Lorsqu’ils arrivèrent chez lui et virent l’état de pauvreté qui y régnait, ils furent très choqués, car ils n’étaient pas au courant jusque-là de l’étroitesse dans laquelle vivait cet homme saint. Ils préparèrent immédiatement un repas digne de ce nom. 
Le lendemain de la Brit Mila, Rabbi Leib de Meless rencontra le tsadik au Beth Hamidrach et lui demanda comment il gagnait sa vie. Il lui répondit en yiddish : « J’ai deux Ki « . Le Rabbi comprit qu’il possédait deux vaches nourricières grâce auxquelles il gagnait sa vie en vendant le lait, et il demanda aux membres de sa famille d’acheter du lait chez Rabbi Ouri.
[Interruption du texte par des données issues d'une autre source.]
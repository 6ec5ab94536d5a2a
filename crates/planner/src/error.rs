use thiserror::Error;

/// Errors raised while planning a run or reconciling a table schema.
#[derive(Debug, Error)]
pub enum PlanError {
    /// A source primary-key column has no representative in the target
    /// projection, directly or via mapping.
    #[error("primary key column '{column}' of {table} is not representable in the target")]
    PkNotRepresentable { table: String, column: String },

    /// The effective projection ended up empty.
    #[error("no common columns between source and target for {0}")]
    EmptyProjection(String),
}
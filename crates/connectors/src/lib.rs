pub mod conn_str;
pub mod sql;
Mais ils furent très étonnés lorsqu’ils se présentèrent pour acheter du lait chez Rabbi Ouri, et son épouse répondit qu’ils n’avaient jamais possédé de vache, et n’avaient pas une goutte de lait à la maison.
Rabbi Leib exprima sa stupéfaction à Rabbi Ouri, qui lui répondit : « J’ai dit que j’avais deux ‘Ki » (en hébreu, cela ressemble au terme de Ki, qui signifie vache en yiddish), et cela correspond aux deux « Ki » énoncés par le roi David dans les Téhilim (33,21) : » Ki vo yisma’h libénou, ki vechem kodcho vata’hnou, Oui, notre cœur se réjouit en Lui, oui, nous avons confiance en Son saint nom  » : c’est de Lui que je gagne ma vie et obtiens ma vitalité. 
Nous apprenons de ce récit que la joie et le Bita’hon, la confiance en Hachem, sont interdépendants. En effet le Bita’hon entraîne l’homme à vivre dans la joie, du fait qu’il est nourri par Hachem, porté par Ses épaules et ne se fait aucun souci. Il est intimement convaincu que rien de mal ne peut advenir du Ciel et que tout ce que Hachem fait est pour le bien, et il est ainsi le plus heureux des hommes. Il fait rayonner une lumière de joie et de sérénité à tout son entourage, il mène une belle vie authentique, car la Émouna fait revivre l’homme, comme l’indique ce passage des Écritures (‘Habakouk ,4) : « Le juste vivra par sa ferme Émouna. »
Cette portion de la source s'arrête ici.